From the line containing "assert_eq!(owner_vaddr, vaddr);" to the final line of the listing, restate each line word for word and add nothing.
______
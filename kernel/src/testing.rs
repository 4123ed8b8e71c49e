//! Collaborators for unit tests: a process whose `exit` panics, a small VM
//! over heap memory, and a checker for the frame/page join.

use crate::{
    config::VmConfig,
    fs::{with_file_lock, File, FileDescriptor},
    mem::{
        frame_allocator::CoreMap,
        swap::{RamDisk, SwapSpace, SECTORS_PER_PAGE},
    },
    sync::Mutex,
    system::Vm,
    threading::process::{AddressSpace, Pid, Process},
};
use std::{
    collections::BTreeMap,
    panic::{catch_unwind, AssertUnwindSafe},
    sync::Arc,
};

pub struct TestProcess {
    name: String,
    space: Arc<AddressSpace>,
    files: Mutex<BTreeMap<FileDescriptor, Arc<dyn File>>>,
}

impl TestProcess {
    pub fn new(name: &str, pid: Pid) -> Self {
        Self {
            name: name.into(),
            space: AddressSpace::new(pid),
            files: Mutex::new(BTreeMap::new()),
        }
    }

    pub fn open(&self, fd: FileDescriptor, file: Arc<dyn File>) {
        self.files.lock().insert(fd, file);
    }

    pub fn close(&self, fd: FileDescriptor) {
        if let Some(file) = self.files.lock().remove(&fd) {
            with_file_lock(|| file.close());
        }
    }
}

impl Process for TestProcess {
    fn name(&self) -> &str {
        &self.name
    }

    fn address_space(&self) -> &Arc<AddressSpace> {
        &self.space
    }

    fn file(&self, fd: FileDescriptor) -> Option<Arc<dyn File>> {
        self.files.lock().get(&fd).cloned()
    }

    fn exit(&self, status: i32) -> ! {
        panic!("{}: exit({status})", self.name);
    }
}

/// A VM with `frames` physical frames and `swap_slots` swap slots.
pub fn test_vm(frames: usize, swap_slots: u32) -> Vm {
    let config = VmConfig {
        swap_start: 0,
        swap_sectors: (swap_slots + 1) * SECTORS_PER_PAGE,
        ..VmConfig::default()
    };
    let swap = SwapSpace::format(
        Box::new(RamDisk::new(config.swap_sectors)),
        config.swap_area(),
    )
    .unwrap();
    Vm::new(config, Box::new(CoreMap::boxed(frames)), swap)
}

/// Run `f`, returning the panic message if it panicked, which is how a
/// [`TestProcess`] exits.
pub fn exit_message(f: impl FnOnce()) -> Option<String> {
    let payload = catch_unwind(AssertUnwindSafe(f)).err()?;
    match payload.downcast::<String>() {
        Ok(message) => Some(*message),
        Err(payload) => payload.downcast_ref::<&str>().map(|s| s.to_string()),
    }
}

/// Every resident page has exactly one frame, mapped at its address and on
/// the eviction list, and every frame on the eviction list has such a page.
pub fn check_invariants(vm: &Vm, spaces: &[&Arc<AddressSpace>]) {
    let frames = vm.frames.lock();
    let mut resident = 0;

    for space in spaces {
        let pages = space.pages();
        for entry in pages.spt.iter() {
            let vaddr = entry.vaddr();
            let Some(id) = entry.frame() else {
                assert_eq!(
                    pages.page_dir.translate(vaddr),
                    None,
                    "{vaddr:#x} mapped but not loaded"
                );
                continue;
            };
            resident += 1;

            assert!(frames.is_evictable(id), "{vaddr:#x} not on the eviction list");
            let (owner, owner_vaddr) = frames.owner(id).unwrap();
            assert!(Arc::ptr_eq(&owner, space));
            assert_eq!(owner_vaddr, vaddr);
            assert_eq!(pages.page_dir.translate(vaddr), Some(frames.frame(id).number));
            assert_eq!(entry.swap_slot(), None);
        }
    }

    assert_eq!(frames.resident_count(), resident);
}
______
[SOLUTION FOR THIS TASK]
            assert_eq!(owner_vaddr, vaddr);
            assert_eq!(pages.page_dir.translate(vaddr), Some(frames.frame(id).number));
            assert_eq!(entry.swap_slot(), None);
        }
    }

    assert_eq!(frames.resident_count(), resident);
}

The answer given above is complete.